Sorens, a libertarian, posits that this mechanism is a source of power for the Libertarian Party in the United States. There is a fun irony to this idea: that the party of individual freedom has power, in part, because the election system constrains voters to an us-or-them decision, instead of giving them a third option to express their ranked-order preferences. To argue that these voters are made better off collectively from restricting the choices of the individual smacks of the same sort of government paternalism that ideological libertarians abhor.
In any case, this mechanism seems to be more of a post-hoc rationalization of plurality voting, rather than something you would intentionally build into a system. For one thing, it disproportionately empowers third parties who are indifferent to the mainstream candidates, since they are the ones with the most viable threat of voting third party. To Sorens’ credit, he treats his own argument as more of an observation than the prescription that the report takes it as. Sorens then goes on to argue in favor of approval voting, another system of voting which I also happen to like.
Towards the end, the report brings up the topic of paradoxical effects in RCV elections. As an example, the report points out that in the 2009 Burlington Mayoral election:
[…] the candidate who was preferred over all other candidates in a head-to-head race, Andy Montroll, lost the election via ranked-choice voting. This demonstrates the issues caused by a non-monotonic voting system.
This is probably the best criticism of RCV in the report. (Technically, this is specifically a criticism of instant-runoff voting, as there are RCV methods like Ranked Pairs that would have picked Montroll from the same ballots, but I digress.)
Burlington tends to be the go-to example of how RCV can fail, and deservedly so. But it’s worth pointing out that these failures necessarily also occur in cases where plurality would most likely fail. In this case, Montroll is only the third-most popular candidate by first-choice. It would be a tall order to convince voters who prefer Wright or Kiss to strategically defect to a candidate who is (at least on the surface) less popular.
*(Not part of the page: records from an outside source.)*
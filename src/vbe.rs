//! VBE controller and mode information blocks.
//!
//! Layout follows the VESA BIOS EXTENSION Core Functions Standard 3.0
//! (function 00h, p. 26 and function 01h, p. 30). The two 256-byte blocks sit
//! back to back at the start of the ROM image; the int 10h handler reads them
//! from there and hands them to callers verbatim, so every offset below is
//! part of the contract.

use core::fmt;

use bitflags::bitflags;
use log::{info, warn};

use crate::adapter::{AdapterPresence, PixelFormat, VideoMode};
use crate::phys::FarPtr;
use crate::rom::{RomBoundsError, RomImage};

pub const BLOCK_SIZE: usize = 256;
/// Both blocks; the handler entry point follows directly.
pub const TABLES_SIZE: usize = 2 * BLOCK_SIZE;

pub const VBE_VERSION_3_0: u16 = 0x0300;
pub const MODE_NUMBER: u16 = 0x00F1;
pub const MODE_LIST_END: u16 = 0xFFFF;

/// The Windows 7 installer insists on exactly this mode.
pub const MODE_WIDTH: u32 = 1024;
pub const MODE_HEIGHT: u32 = 768;
pub const BITS_PER_PIXEL: u8 = 32;
const BYTES_PER_PIXEL: u64 = 4;

pub const VENDOR_NAME: &[u8] = b"Jotunheim\0";
pub const PRODUCT_NAME: &[u8] = b"Emulated VGA\0";
pub const PRODUCT_REVISION: &[u8] = b"GOP Int10h shim\0";

const MEMORY_MODEL_DIRECT_COLOR: u8 = 6;

// VbeInfoBlock
const INFO_SIGNATURE: usize = 0;
const INFO_VERSION: usize = 4;
const INFO_OEM_STRING: usize = 6;
const INFO_CAPABILITIES: usize = 10;
const INFO_MODE_LIST: usize = 14;
const INFO_TOTAL_MEMORY: usize = 18;
const INFO_OEM_SOFTWARE_REV: usize = 20;
const INFO_VENDOR_NAME: usize = 22;
const INFO_PRODUCT_NAME: usize = 26;
const INFO_PRODUCT_REV: usize = 30;
/// String and mode-list storage starts right after the fixed fields.
const INFO_DATA: usize = 34;

const INFO_DATA_LEN: usize =
    2 * VENDOR_NAME.len() + PRODUCT_NAME.len() + PRODUCT_REVISION.len() + 2 * 2;
const _: () = assert!(INFO_DATA + INFO_DATA_LEN <= BLOCK_SIZE);

// VbeModeInfoBlock
const MI_ATTRIBUTES: usize = 0;
const MI_WIN_A_ATTRIBUTES: usize = 2;
const MI_WIN_B_ATTRIBUTES: usize = 3;
const MI_WIN_GRANULARITY: usize = 4;
const MI_WIN_SIZE: usize = 6;
const MI_WIN_A_SEGMENT: usize = 8;
const MI_WIN_B_SEGMENT: usize = 10;
const MI_WIN_FUNC_PTR: usize = 12;
const MI_BYTES_PER_SCAN_LINE: usize = 16;
const MI_X_RESOLUTION: usize = 18;
const MI_Y_RESOLUTION: usize = 20;
const MI_X_CHAR_SIZE: usize = 22;
const MI_Y_CHAR_SIZE: usize = 23;
const MI_PLANES: usize = 24;
const MI_BITS_PER_PIXEL: usize = 25;
const MI_BANKS: usize = 26;
const MI_MEMORY_MODEL: usize = 27;
const MI_BANK_SIZE: usize = 28;
const MI_IMAGE_PAGES: usize = 29;
const MI_VBE3_RESERVED: usize = 30;
/// Banked-mode mask size/position pairs: red, green, blue, reserved.
const MI_MASKS: usize = 31;
const MI_DIRECT_COLOR_INFO: usize = 39;
const MI_PHYS_BASE: usize = 40;
const MI_OFF_SCREEN_OFFSET: usize = 44;
const MI_OFF_SCREEN_SIZE: usize = 48;
const MI_LIN_BYTES_PER_SCAN_LINE: usize = 50;
const MI_BNK_IMAGE_PAGES: usize = 52;
const MI_LIN_IMAGE_PAGES: usize = 53;
/// Linear-mode mask size/position pairs: red, green, blue, reserved.
const MI_LIN_MASKS: usize = 54;
const MI_MAX_PIXEL_CLOCK: usize = 62;

bitflags! {
    #[derive(Debug, Copy, Clone, Eq, PartialEq)]
    pub struct Capabilities: u32 {
        const DAC_8BIT = 1 << 0;
    }
}

bitflags! {
    #[derive(Debug, Copy, Clone, Eq, PartialEq)]
    pub struct ModeAttributes: u16 {
        const SUPPORTED = 1 << 0;
        /// Reserved, must be 1 for VBE 1.2+.
        const VBE12 = 1 << 1;
        const COLOR = 1 << 3;
        const GRAPHICS = 1 << 4;
        const NOT_VGA_COMPATIBLE = 1 << 5;
        const NO_WINDOWED_MODE = 1 << 6;
        const LINEAR_FRAMEBUFFER = 1 << 7;
    }
}

bitflags! {
    #[derive(Debug, Copy, Clone, Eq, PartialEq)]
    pub struct DirectColorInfo: u8 {
        const RESERVED_USABLE = 1 << 1;
    }
}

#[derive(Debug, Copy, Clone, Eq, PartialEq)]
pub enum CodecError {
    NoAdapter,
    UnsupportedPixelFormat(PixelFormat),
    /// The fixed 1024x768 image cannot be centered on a smaller screen.
    ResolutionTooSmall { width: u32, height: u32 },
    /// The centered framebuffer or scan-line width does not fit its VBE field.
    FramebufferOutOfRange,
    Rom(RomBoundsError),
}

impl fmt::Display for CodecError {
    fn fmt(&self, f: &mut fmt::Formatter<'_>) -> fmt::Result {
        match self {
            CodecError::NoAdapter => f.write_str("no graphics adapter was found"),
            CodecError::UnsupportedPixelFormat(p) => write!(f, "unsupported pixel format ({p})"),
            CodecError::ResolutionTooSmall { width, height } => write!(
                f,
                "adapter resolution {width}x{height} is below {MODE_WIDTH}x{MODE_HEIGHT}"
            ),
            CodecError::FramebufferOutOfRange => {
                f.write_str("framebuffer does not fit in 32-bit VBE fields")
            }
            CodecError::Rom(e) => write!(f, "{e}"),
        }
    }
}

impl core::error::Error for CodecError {}

impl From<RomBoundsError> for CodecError {
    fn from(e: RomBoundsError) -> Self {
        CodecError::Rom(e)
    }
}

/// Little-endian field writer over one block.
struct Block([u8; BLOCK_SIZE]);

impl Block {
    const fn new() -> Self {
        Self([0; BLOCK_SIZE])
    }

    fn u8(&mut self, at: usize, v: u8) {
        self.0[at] = v;
    }

    fn u16(&mut self, at: usize, v: u16) {
        self.0[at..at + 2].copy_from_slice(&v.to_le_bytes());
    }

    fn u32(&mut self, at: usize, v: u32) {
        self.0[at..at + 4].copy_from_slice(&v.to_le_bytes());
    }

    fn bytes(&mut self, at: usize, v: &[u8]) -> usize {
        self.0[at..at + v.len()].copy_from_slice(v);
        at + v.len()
    }
}

/// Channel `(size, position)` pairs in red, green, blue, reserved order.
fn channel_layout(format: PixelFormat) -> Result<[(u8, u8); 4], CodecError> {
    match format {
        PixelFormat::BgrReserved8 => Ok([(8, 16), (8, 8), (8, 0), (8, 24)]),
        PixelFormat::RgbReserved8 => Ok([(8, 0), (8, 8), (8, 16), (8, 24)]),
        other => Err(CodecError::UnsupportedPixelFormat(other)),
    }
}

/// Byte offset that centers the fixed mode inside the real screen.
pub fn centering_offset(mode: &VideoMode) -> Result<u64, CodecError> {
    if mode.horizontal_resolution < MODE_WIDTH || mode.vertical_resolution < MODE_HEIGHT {
        return Err(CodecError::ResolutionTooSmall {
            width: mode.horizontal_resolution,
            height: mode.vertical_resolution,
        });
    }
    let h_px = ((mode.horizontal_resolution - MODE_WIDTH) / 2) as u64;
    let v_px = ((mode.vertical_resolution - MODE_HEIGHT) / 2) as u64;
    Ok(v_px * mode.pixels_per_scan_line as u64 * BYTES_PER_PIXEL + h_px * BYTES_PER_PIXEL)
}

/// Controller information, with string pointers into the block at `base`.
pub fn info_block(base: u64, mode: &VideoMode) -> [u8; BLOCK_SIZE] {
    let ptr = |at: usize| FarPtr::within(base, base + at as u64).packed();
    let mut b = Block::new();

    b.bytes(INFO_SIGNATURE, b"VESA");
    b.u16(INFO_VERSION, VBE_VERSION_3_0);
    b.u32(INFO_CAPABILITIES, Capabilities::DAC_8BIT.bits());
    let memory_64k = mode.framebuffer_size_bytes.div_ceil(0x1_0000);
    b.u16(INFO_TOTAL_MEMORY, u16::try_from(memory_64k).unwrap_or(u16::MAX));
    b.u16(INFO_OEM_SOFTWARE_REV, 0);

    let mut at = INFO_DATA;
    b.u32(INFO_OEM_STRING, ptr(at));
    at = b.bytes(at, VENDOR_NAME);
    b.u32(INFO_VENDOR_NAME, ptr(at));
    at = b.bytes(at, VENDOR_NAME);
    b.u32(INFO_PRODUCT_NAME, ptr(at));
    at = b.bytes(at, PRODUCT_NAME);
    b.u32(INFO_PRODUCT_REV, ptr(at));
    at = b.bytes(at, PRODUCT_REVISION);

    b.u32(INFO_MODE_LIST, ptr(at));
    b.u16(at, MODE_NUMBER);
    b.u16(at + 2, MODE_LIST_END);

    b.0
}

/// Mode information for the single synthetic 1024x768x32 linear mode.
pub fn mode_info_block(mode: &VideoMode) -> Result<[u8; BLOCK_SIZE], CodecError> {
    let channels = channel_layout(mode.pixel_format)?;
    let lfb = mode
        .framebuffer_base
        .checked_add(centering_offset(mode)?)
        .and_then(|a| u32::try_from(a).ok())
        .ok_or(CodecError::FramebufferOutOfRange)?;
    let pitch = u16::try_from(mode.pixels_per_scan_line as u64 * BYTES_PER_PIXEL)
        .map_err(|_| CodecError::FramebufferOutOfRange)?;

    let mut b = Block::new();
    let attrs = ModeAttributes::SUPPORTED
        | ModeAttributes::VBE12
        | ModeAttributes::COLOR
        | ModeAttributes::GRAPHICS
        | ModeAttributes::NOT_VGA_COMPATIBLE
        | ModeAttributes::NO_WINDOWED_MODE
        | ModeAttributes::LINEAR_FRAMEBUFFER;
    b.u16(MI_ATTRIBUTES, attrs.bits());

    // Windowing off: callers fall back to function 05h, which the handler rejects.
    b.u8(MI_WIN_A_ATTRIBUTES, 0);
    b.u8(MI_WIN_B_ATTRIBUTES, 0);
    b.u16(MI_WIN_GRANULARITY, 0);
    b.u16(MI_WIN_SIZE, 0);
    b.u16(MI_WIN_A_SEGMENT, 0);
    b.u16(MI_WIN_B_SEGMENT, 0);
    b.u32(MI_WIN_FUNC_PTR, 0);
    b.u16(MI_BYTES_PER_SCAN_LINE, pitch);

    b.u16(MI_X_RESOLUTION, MODE_WIDTH as u16);
    b.u16(MI_Y_RESOLUTION, MODE_HEIGHT as u16);
    b.u8(MI_X_CHAR_SIZE, 8);
    b.u8(MI_Y_CHAR_SIZE, 16);

    b.u8(MI_PLANES, 1);
    b.u8(MI_BITS_PER_PIXEL, BITS_PER_PIXEL);
    b.u8(MI_BANKS, 1);
    b.u8(MI_MEMORY_MODEL, MEMORY_MODEL_DIRECT_COLOR);
    b.u8(MI_BANK_SIZE, 0);
    b.u8(MI_IMAGE_PAGES, 0);
    b.u8(MI_VBE3_RESERVED, 1);

    for (i, (size, pos)) in channels.into_iter().enumerate() {
        b.u8(MI_MASKS + 2 * i, size);
        b.u8(MI_MASKS + 2 * i + 1, pos);
        b.u8(MI_LIN_MASKS + 2 * i, size);
        b.u8(MI_LIN_MASKS + 2 * i + 1, pos);
    }
    b.u8(MI_DIRECT_COLOR_INFO, DirectColorInfo::RESERVED_USABLE.bits());

    b.u32(MI_PHYS_BASE, lfb);
    b.u32(MI_OFF_SCREEN_OFFSET, 0);
    b.u16(MI_OFF_SCREEN_SIZE, 0);
    b.u16(MI_LIN_BYTES_PER_SCAN_LINE, pitch);
    b.u8(MI_BNK_IMAGE_PAGES, 0);
    b.u8(MI_LIN_IMAGE_PAGES, 0);
    b.u32(MI_MAX_PIXEL_CLOCK, 0);

    Ok(b.0)
}

/// Writes both blocks at the start of `dest` and returns the physical
/// address right after them, where the handler code lives.
pub fn encode(
    presence: AdapterPresence,
    mode: &VideoMode,
    dest: &mut RomImage<'_>,
) -> Result<u64, CodecError> {
    if presence != AdapterPresence::Found {
        warn!("[vbe] no adapters were found, unable to fill in VESA information");
        return Err(CodecError::NoAdapter);
    }
    if mode.framebuffer_base == 0 {
        warn!("[vbe] framebuffer base unknown, linear address will be bogus");
    }

    let mode_info = mode_info_block(mode)?;
    let info = info_block(dest.base(), mode);
    dest.write(0, &info)?;
    dest.write(BLOCK_SIZE as u32, &mode_info)?;

    let end = dest.base() + TABLES_SIZE as u64;
    info!("[vbe] VESA information filled in, tables end at 0x{:x}", end);
    Ok(end)
}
Election methods shape the politics we get, so it’s important to get them right. There is certainly more to an electoral system than whether it elects the best candidate in a game theorist’s notebook, and I give the report credit for acknowledging some of the real-world attributes that make an electoral system good or bad. Although I disagree with the reports’s conclusion that plurality is superior to RCV, it does bring up some points that RCV advocates need to have good answers for (voter education being one), and it makes the fair point that RCV advocates tend to overstate its advantages (such as guaranteeing a majority winner).
It’s also worth noting that a comparison of voting systems in use in the United States will soon be incomplete without approval voting, which will soon be used in Fargo, ND and has some nice properties that appeal to skeptics of both plurality and RCV.